The graphics feature high-quality 3D voxels with the familiarity of a Minecraft style. The visual of a cyberpunk city built of square blocks collapsing and scattering captures the unique materiality of voxels, and the visual contrast when time stops—walking between bullets and debris frozen in mid-air—is impressive. Based on Unreal Engine 5, the combination of modern lighting and effects over simple voxel forms strikes a good balance between pixel-art charm and 3D presentation.
Character art is another highlight. During development, the original SD (two-head-tall) style was completely overhauled into cartoon-style full-body illustrations, making each avatar's personality stand out much more clearly. However, there are moments when the screen becomes cluttered when enemies, effects, and projectiles flood in at once, sometimes exacerbated by the information-heavy combat UI.
Personally, I was interested in the optimization for portable gaming. The clear top-down view and short run-based play loop are a great fit for handheld devices. Considering the support for ROG Ally X and Xbox Cloud Gaming, it seems the game was designed from the start with 'pick up and play' in mind. The time-based run structure, starting from 30 seconds, seems less like a coincidence and more like a deliberate design choice for portable session play.

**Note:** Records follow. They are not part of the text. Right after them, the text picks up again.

//! Mono sample buffer.

use crate::error::{AudioError, AudioResult};

/// Mono audio samples at a fixed sample rate.
///
/// Samples are nominally in [-1.0, 1.0]; the WAV writer clips anything
/// outside that range.
#[derive(Debug, Clone, PartialEq)]
pub struct AudioBuffer {
    samples: Vec<f64>,
    sample_rate: u32,
}

impl AudioBuffer {
    /// Creates a buffer from samples.
    pub fn new(samples: Vec<f64>, sample_rate: u32) -> Self {
        Self {
            samples,
            sample_rate,
        }
    }

    /// Creates an empty buffer.
    pub fn empty(sample_rate: u32) -> Self {
        Self::new(Vec::new(), sample_rate)
    }

    /// Returns the samples.
    pub fn samples(&self) -> &[f64] {
        &self.samples
    }

    /// Consumes the buffer, returning its samples.
    pub fn into_samples(self) -> Vec<f64> {
        self.samples
    }

    /// Returns the sample rate in Hz.
    pub fn sample_rate(&self) -> u32 {
        self.sample_rate
    }

    /// Returns the number of samples.
    pub fn len(&self) -> usize {
        self.samples.len()
    }

    /// Returns true if the buffer holds no samples.
    pub fn is_empty(&self) -> bool {
        self.samples.is_empty()
    }

    /// Returns the duration in seconds.
    pub fn duration_seconds(&self) -> f64 {
        self.samples.len() as f64 / self.sample_rate as f64
    }

    /// Returns the largest absolute sample value (0.0 when empty).
    pub fn peak(&self) -> f64 {
        self.samples.iter().fold(0.0_f64, |acc, s| acc.max(s.abs()))
    }

    /// Fails with [`AudioError::SampleRateMismatch`] unless both buffers
    /// share a sample rate.
    pub(crate) fn ensure_same_rate(&self, other: &AudioBuffer) -> AudioResult<()> {
        if self.sample_rate != other.sample_rate {
            return Err(AudioError::SampleRateMismatch {
                left: self.sample_rate,
                right: other.sample_rate,
            });
        }
        Ok(())
    }

    /// Appends `other` to the end of this buffer.
    ///
    /// # Errors
    /// [`AudioError::SampleRateMismatch`] if the rates differ.
    pub fn concat(mut self, other: AudioBuffer) -> AudioResult<AudioBuffer> {
        self.ensure_same_rate(&other)?;
        self.samples.extend(other.samples);
        Ok(self)
    }

    /// Adds `other` to this buffer sample by sample.
    ///
    /// # Errors
    /// [`AudioError::SampleRateMismatch`] if the rates differ, or
    /// [`AudioError::LengthMismatch`] if the lengths differ.
    pub fn mix(&self, other: &AudioBuffer) -> AudioResult<AudioBuffer> {
        self.ensure_same_rate(other)?;
        if self.len() != other.len() {
            return Err(AudioError::LengthMismatch {
                left: self.len(),
                right: other.len(),
            });
        }
        let samples = self
            .samples
            .iter()
            .zip(&other.samples)
            .map(|(a, b)| a + b)
            .collect();
        Ok(AudioBuffer::new(samples, self.sample_rate))
    }

    /// Scales every sample so the peak magnitude equals `target`.
    ///
    /// A silent buffer is left untouched.
    pub fn normalize_to(&mut self, target: f64) {
        let peak = self.peak();
        if peak == 0.0 {
            return;
        }
        let gain = target / peak;
        for sample in &mut self.samples {
            *sample *= gain;
        }
    }
}
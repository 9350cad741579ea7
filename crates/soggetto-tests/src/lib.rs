//! Soggetto End-to-End Test Infrastructure
//!
//! This crate holds cross-crate tests for the whole pipeline:
//!
//! - Generation: text -> motif -> WAV file
//! - **Determinism**: byte-identical output across runs
//! - Properties: encoder invariants over arbitrary text
//!
//! ## Running Tests
//!
//! ```bash
//! cargo test -p soggetto-tests
//! ```

pub mod audio_analysis;
pub mod determinism;

// Re-export commonly used items
pub use audio_analysis::{decode_wav, estimate_frequency, pcm_hash, DecodedWav};
pub use determinism::{compute_hash, verify_determinism, DeterminismResult};
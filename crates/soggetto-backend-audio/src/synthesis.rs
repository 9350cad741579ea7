//! Tone synthesis.
//!
//! Each motif entry becomes one constant-frequency sine tone. Tones are
//! rendered independently and laid end to end: no envelope, no gap and no
//! cross-fade between them.

use std::f64::consts::PI;

use soggetto_spec::{Motif, SynthConfig, MAX_WAV_SAMPLES};
use tracing::debug;

use crate::buffer::AudioBuffer;
use crate::error::{AudioError, AudioResult};

/// 2π
pub const TWO_PI: f64 = 2.0 * PI;

/// A source of a fixed number of samples.
pub trait Synthesizer {
    /// Renders `num_samples` samples at `sample_rate` Hz.
    fn synthesize(&self, num_samples: usize, sample_rate: f64) -> Vec<f64>;
}

/// Sine tone parameters.
#[derive(Debug, Clone, Copy, PartialEq)]
pub struct SineTone {
    /// Frequency in Hz.
    pub frequency: f64,
    /// Peak amplitude.
    pub amplitude: f64,
}

impl SineTone {
    /// Creates a new sine tone.
    pub fn new(frequency: f64, amplitude: f64) -> Self {
        Self {
            frequency,
            amplitude,
        }
    }
}

impl Synthesizer for SineTone {
    fn synthesize(&self, num_samples: usize, sample_rate: f64) -> Vec<f64> {
        let step = TWO_PI * self.frequency / sample_rate;
        (0..num_samples)
            .map(|n| self.amplitude * (step * n as f64).sin())
            .collect()
    }
}

/// Renders a motif to a mono buffer.
///
/// The config is validated first. Every entry contributes exactly
/// `config.samples_per_tone()` samples, so the result holds
/// `motif.len() * samples_per_tone` samples; an empty motif renders an
/// empty buffer.
///
/// # Errors
/// [`AudioError::Config`] if the config fails validation, or
/// [`AudioError::TooLong`] if the whole motif would not fit in a WAV file.
/// Both are reported before any samples are allocated.
pub fn synthesize(motif: &Motif, config: &SynthConfig) -> AudioResult<AudioBuffer> {
    config.validate()?;

    let samples_per_tone = config.samples_per_tone();
    let num_samples = motif
        .len()
        .checked_mul(samples_per_tone)
        .filter(|&n| n <= MAX_WAV_SAMPLES)
        .ok_or(AudioError::TooLong {
            num_samples: motif.len().saturating_mul(samples_per_tone),
        })?;

    let sample_rate = config.sample_rate as f64;
    let mut samples = Vec::with_capacity(num_samples);

    for entry in motif {
        let tone = SineTone::new(entry.frequency(), config.amplitude);
        samples.extend(tone.synthesize(samples_per_tone, sample_rate));
    }

    let mut buffer = AudioBuffer::new(samples, config.sample_rate);
    if config.normalize {
        buffer.normalize_to(config.amplitude);
    }

    debug!(
        tones = motif.len(),
        samples = buffer.len(),
        sample_rate = config.sample_rate,
        "rendered motif"
    );

    Ok(buffer)
}
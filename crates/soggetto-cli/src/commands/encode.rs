//! Encode command implementation
//!
//! Reads one line of text, carves its motif, writes the melody to a WAV file
//! and prints the solfège and note lines.

use std::io::{self, BufRead, Write};
use std::path::{Path, PathBuf};
use std::process::ExitCode;

use anyhow::{Context, Result};
use chrono::{DateTime, Local, TimeZone};
use colored::Colorize;
use soggetto_backend_audio::generate_to_file;
use soggetto_spec::{encode, Motif, SynthConfig};
use tracing::{debug, error, warn};

use crate::input::read_text;
use crate::output::output_path;

/// What a single encode run produced.
#[derive(Debug)]
pub struct EncodeOutcome {
    /// The carved motif.
    pub motif: Motif,
    /// Path of the written WAV file.
    pub path: PathBuf,
    /// Number of samples written.
    pub num_samples: usize,
}

/// Run the encode command
///
/// # Arguments
/// * `input` - Source of the text line (stdin in the binary)
/// * `stdout` - Receives the two report lines
/// * `out_dir` - Existing directory for the WAV file
/// * `config` - Synthesis parameters
///
/// # Returns
/// Exit code 0 on success; I/O failures are returned as errors
pub fn run<R: BufRead, W: Write>(
    input: &mut R,
    stdout: &mut W,
    out_dir: &Path,
    config: &SynthConfig,
) -> Result<ExitCode> {
    let text = read_text(input, &mut io::stderr()).context("Failed to read input text")?;

    let outcome = encode_to_dir(&text, out_dir, config, &Local::now())?;

    stdout
        .write_all(format_report(&outcome.motif).as_bytes())
        .context("Failed to write report")?;
    stdout.flush()?;

    eprintln!(
        "{} {} ({} notes)",
        "Wrote".green().bold(),
        outcome.path.display(),
        outcome.motif.len()
    );

    Ok(ExitCode::SUCCESS)
}

/// Encodes `text` and writes its melody under `out_dir`.
///
/// The file name is derived from `timestamp`. A text without vowels still
/// produces a valid, zero-length WAV file.
pub fn encode_to_dir<Tz: TimeZone>(
    text: &str,
    out_dir: &Path,
    config: &SynthConfig,
    timestamp: &DateTime<Tz>,
) -> Result<EncodeOutcome>
where
    Tz::Offset: std::fmt::Display,
{
    let motif = encode(text);
    debug!(chars = text.chars().count(), tones = motif.len(), "encoded text");
    if motif.is_empty() {
        warn!("text has no vowels, writing a silent file");
    }

    let path = output_path(out_dir, timestamp);
    let buffer = generate_to_file(&motif, config, &path)
        .map_err(|e| {
            error!(path = %path.display(), error = %e, "failed to write audio file");
            e
        })
        .with_context(|| format!("Failed to write audio file: {}", path.display()))?;

    Ok(EncodeOutcome {
        motif,
        path,
        num_samples: buffer.len(),
    })
}

/// Formats the two console lines: syllables, then note letters.
pub fn format_report(motif: &Motif) -> String {
    format!("{}\n{}\n", motif.solfege_line(), motif.notes_line())
}

#[cfg(test)]
mod tests {
    use super::*;
    use crate::logging::capture::CapturedLog;
    use chrono::Utc;
    use pretty_assertions::assert_eq;
    use std::io::Cursor;

    fn fast_config() -> SynthConfig {
        SynthConfig {
            sample_rate: 8000,
            tone_duration: 0.125,
            ..Default::default()
        }
    }

    #[test]
    fn test_format_report_josquin() {
        assert_eq!(
            format_report(&encode("Josquin des Prez")),
            "sol ut mi re re\nC G E D D\n"
        );
    }

    #[test]
    fn test_format_report_empty() {
        assert_eq!(format_report(&encode("")), "\n\n");
        assert_eq!(format_report(&encode("xyz")), "\n\n");
    }

    #[test]
    fn test_encode_to_dir_names_file_from_timestamp() {
        let dir = tempfile::tempdir().unwrap();
        let ts = Utc.with_ymd_and_hms(2024, 1, 2, 3, 4, 5).unwrap();

        let outcome = encode_to_dir("aeiou", dir.path(), &fast_config(), &ts).unwrap();

        assert_eq!(
            outcome.path,
            dir.path().join("soggetto_cavato_20240102-030405.wav")
        );
        assert_eq!(outcome.num_samples, 5 * 1000);
        assert!(outcome.path.exists());
    }

    #[test]
    fn test_encode_to_dir_missing_directory() {
        let dir = tempfile::tempdir().unwrap();
        let missing = dir.path().join("audio");
        let ts = Utc.with_ymd_and_hms(2024, 1, 2, 3, 4, 5).unwrap();

        let err = encode_to_dir("aeiou", &missing, &fast_config(), &ts).unwrap_err();
        assert!(err.to_string().contains("Failed to write audio file"));
    }

    #[test]
    fn test_vowelless_text_logs_warning() {
        let dir = tempfile::tempdir().unwrap();
        let ts = Utc.with_ymd_and_hms(2024, 1, 2, 3, 4, 5).unwrap();
        let log = CapturedLog::default();

        let outcome = tracing::subscriber::with_default(log.subscriber(), || {
            encode_to_dir("xyz", dir.path(), &fast_config(), &ts)
        })
        .unwrap();

        assert_eq!(outcome.num_samples, 0);
        assert!(log.contents().contains("text has no vowels"), "log: {}", log.contents());
    }

    #[test]
    fn test_write_failure_logs_error() {
        let dir = tempfile::tempdir().unwrap();
        let missing = dir.path().join("audio");
        let ts = Utc.with_ymd_and_hms(2024, 1, 2, 3, 4, 5).unwrap();
        let log = CapturedLog::default();

        let result = tracing::subscriber::with_default(log.subscriber(), || {
            encode_to_dir("aeiou", &missing, &fast_config(), &ts)
        });

        assert!(result.is_err());
        let contents = log.contents();
        assert!(contents.contains("ERROR"), "log: {}", contents);
        assert!(contents.contains("failed to write audio file"), "log: {}", contents);
        assert!(!contents.contains("text has no vowels"), "log: {}", contents);
    }

    #[test]
    fn test_run_prints_two_lines() {
        let dir = tempfile::tempdir().unwrap();
        let mut input = Cursor::new("Josquin des Prez\n");
        let mut stdout = Vec::new();

        run(&mut input, &mut stdout, dir.path(), &fast_config()).unwrap();

        assert_eq!(String::from_utf8(stdout).unwrap(), "sol ut mi re re\nC G E D D\n");
        assert_eq!(std::fs::read_dir(dir.path()).unwrap().count(), 1);
    }
}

KRAFTON's new grammar from a 'privileged' studio

Another notable aspect of 'Ascend to ZERO' is its path to release. Since the first demo in April 2025, the team has spent over a year refining the game through user testing and feedback, including Steam Next Fest (June), public playtests (December), and three limited demos in 2026. It reached 65th place for 'most played demo' at Next Fest, and the Steam user rating remains 'Very Positive' (92% positive).
The traces of feedback-based updates—such as reduced excessive grinding, added difficulty systems, revamped onboarding, renewed stat information, and a redesigned codex—are palpable in actual gameplay. The aforementioned time management options and the rhythm of frustration and unlocking were clearly the result of iterative verification, not something that happened overnight.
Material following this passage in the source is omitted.